Ce livre, comme une main tendue, m’a redonné l’envie de lire et m’a rappelé la puissance des récits qui nous touchent en profondeur. Étrangement, nous parlons rarement des livres qui nous déçoivent, comme si la déception était un sujet tabou ou une expérience honteuse. Pourtant, je me demande si cette déception n’est pas inévitable, voire nécessaire, pour affiner notre discernement et apprendre à distinguer le bon du mauvais.
Comment choisis-tu tes lectures ? (conseils d’amis, critiques, hasard en librairie ou bibliothèque, etc.)
Je choisis mes lectures en fonction de ma maturité intellectuelle et psychologique, car je crois profondément que certains livres exigent une préparation intérieure pour être pleinement compris et appréciés. Il y a des œuvres qui, par leur complexité, leur profondeur ou leur charge émotionnelle, ne se révèlent qu’à ceux qui sont prêts à les accueillir.
Je choisis également mes prochaines lectures à partir des échanges que j’ai avec des amis qui sont de très bons lecteurs, et dont les recommandations me déçoivent rarement. Leur sensibilité littéraire, leur curiosité et leur capacité à discerner des œuvres fortes et originales ont souvent guidé mes choix vers des livres qui m’ont marquée, émue ou transformée. Ces discussions, riches et passionnées, sont pour moi une source d’inspiration inépuisable, car elles m’ouvrent à des univers que je n’aurais peut-être pas explorés seule.

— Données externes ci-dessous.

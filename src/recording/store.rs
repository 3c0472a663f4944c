//! Finalized recordings on disk.

use std::io;
use std::path::{Path, PathBuf};
use thiserror::Error;

/// Failures when listing or reading recordings.
#[derive(Error, Debug)]
pub enum StoreError {
    #[error("Invalid recording name '{0}'")]
    InvalidName(String),

    #[error("Recording '{0}' not found")]
    NotFound(String),

    #[error("Recording store I/O error: {0}")]
    Io(#[from] io::Error),
}

/// Read-only view over the recording directory.
///
/// Only files carrying the configured extension count as recordings, so sessions still
/// being written (`.part`) are never listed or served.
#[derive(Debug, Clone)]
pub struct RecordingStore {
    dir: PathBuf,
    extension: String,
}

impl RecordingStore {
    /// View over `dir`, listing files that end in `.<extension>`.
    pub fn new(dir: impl Into<PathBuf>, extension: impl Into<String>) -> Self {
        Self {
            dir: dir.into(),
            extension: extension.into(),
        }
    }

    pub fn dir(&self) -> &Path {
        &self.dir
    }

    /// Recording file names, most recent first.
    ///
    /// Names are timestamps, so descending lexical order is newest first. A missing
    /// directory lists as empty.
    pub async fn list(&self) -> Result<Vec<String>, StoreError> {
        let mut entries = match tokio::fs::read_dir(&self.dir).await {
            Ok(entries) => entries,
            Err(e) if e.kind() == io::ErrorKind::NotFound => return Ok(Vec::new()),
            Err(e) => return Err(e.into()),
        };

        let mut names = Vec::new();
        while let Some(entry) = entries.next_entry().await? {
            if !entry.file_type().await?.is_file() {
                continue;
            }
            let Ok(name) = entry.file_name().into_string() else {
                continue;
            };
            if self.has_extension(&name) {
                names.push(name);
            }
        }
        names.sort_unstable_by(|a, b| b.cmp(a));
        Ok(names)
    }

    /// Contents of one recording.
    pub async fn read(&self, filename: &str) -> Result<Vec<u8>, StoreError> {
        self.validate_name(filename)?;
        let path = self.dir.join(filename);
        match tokio::fs::read(&path).await {
            Ok(bytes) => Ok(bytes),
            Err(e) if e.kind() == io::ErrorKind::NotFound => {
                Err(StoreError::NotFound(filename.to_string()))
            }
            Err(e) => Err(e.into()),
        }
    }

    /// A plain file name inside the store carrying the recording extension.
    fn validate_name(&self, filename: &str) -> Result<(), StoreError> {
        let plain = !filename.is_empty()
            && !filename.contains(['/', '\\'])
            && filename != "."
            && filename != ".."
            && Path::new(filename).file_name().and_then(|n| n.to_str()) == Some(filename);
        if !plain || !self.has_extension(filename) {
            return Err(StoreError::InvalidName(filename.to_string()));
        }
        Ok(())
    }

    fn has_extension(&self, name: &str) -> bool {
        Path::new(name)
            .extension()
            .and_then(|e| e.to_str())
            .is_some_and(|e| e == self.extension)
    }
}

Je choisis mes prochaines lectures en m’appuyant sur la presse littéraire, notamment en suivant les recommandations des critiques littéraires. Leurs analyses approfondies et leurs avis éclairés me guident souvent vers des œuvres qui sortent des sentiers battus ou qui captent l’essence de notre époque.
Je choisis mes lectures en fonction de mes intérêts académiques et littéraires, guidée par une soif de connaissances et une volonté d’approfondir mes réflexions. Mes choix sont souvent orientés vers des œuvres qui nourrissent ma compréhension des courants littéraires, des théories critiques ou des enjeux esthétiques et philosophiques qui traversent la littérature.

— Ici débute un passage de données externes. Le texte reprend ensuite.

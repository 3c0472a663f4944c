//! Custom error types for the application.
//!
//! This module defines the primary error type, `SentryError`, for the device side of the
//! system. Using the `thiserror` crate, it provides a centralized and consistent way to
//! handle the kinds of errors that can occur, from configuration issues to camera and
//! recording failures.
//!
//! ## Error Hierarchy
//!
//! - **`Config`**: Wraps errors from `figment`, typically related to file parsing or
//!   type mismatches in the configuration sources.
//! - **`Configuration`**: Semantic errors in the configuration that pass parsing but are
//!   logically incorrect (e.g. zero workers). Caught during the validation step.
//! - **`Io`**: Wraps standard `std::io::Error`, covering file and socket I/O issues.
//! - **`Hardware`**: Camera or actuator failures. A camera that cannot be opened at start
//!   is the only failure escalated out of the capture loop.
//! - **`Detection`**: The external detector failed or speaks an unsupported label schema.
//! - **`Recording`**: The recording writer could not be opened or written.
//! - **`Protocol`**: A wire-level framing or decoding failure (see [`ProtocolError`]).
//!
//! Fleet-side call failures use their own type, [`crate::fleet::ClientError`].

use crate::network::protocol::ProtocolError;
use thiserror::Error;

/// Convenience alias for results using the application error type.
pub type AppResult<T> = std::result::Result<T, SentryError>;

/// Errors surfaced by the device daemon and the controller binary.
#[derive(Error, Debug)]
pub enum SentryError {
    #[error("Configuration error: {0}")]
    Config(#[from] Box<figment::Error>),

    #[error("Configuration validation error: {0}")]
    Configuration(String),

    #[error("I/O error: {0}")]
    Io(#[from] std::io::Error),

    #[error("Hardware error: {0}")]
    Hardware(String),

    #[error("Detection error: {0}")]
    Detection(String),

    #[error("Recording error: {0}")]
    Recording(String),

    #[error("Protocol error: {0}")]
    Protocol(#[from] ProtocolError),
}

impl From<figment::Error> for SentryError {
    fn from(value: figment::Error) -> Self {
        SentryError::Config(Box::new(value))
    }
}

impl SentryError {
    /// Whether the component that raised this error may keep running.
    ///
    /// Only hardware failures at start-up and configuration problems are fatal.
    pub fn is_recoverable(&self) -> bool {
        !matches!(
            self,
            SentryError::Config(_) | SentryError::Configuration(_) | SentryError::Hardware(_)
        )
    }
}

Parfois, je me laisse tenter par l’aventure et je choisis un roman directement sur l’étagère d’une librairie, en l’observant minutieusement. Pour moi, un livre est avant tout un objet matériel, et c’est souvent sa matérialité qui m’attire et me pousse à le lire.
As-tu déjà partagé tes impressions de lecture avec d’autres, avant cette formation ? (Discussions, réseaux sociaux, blog, etc.)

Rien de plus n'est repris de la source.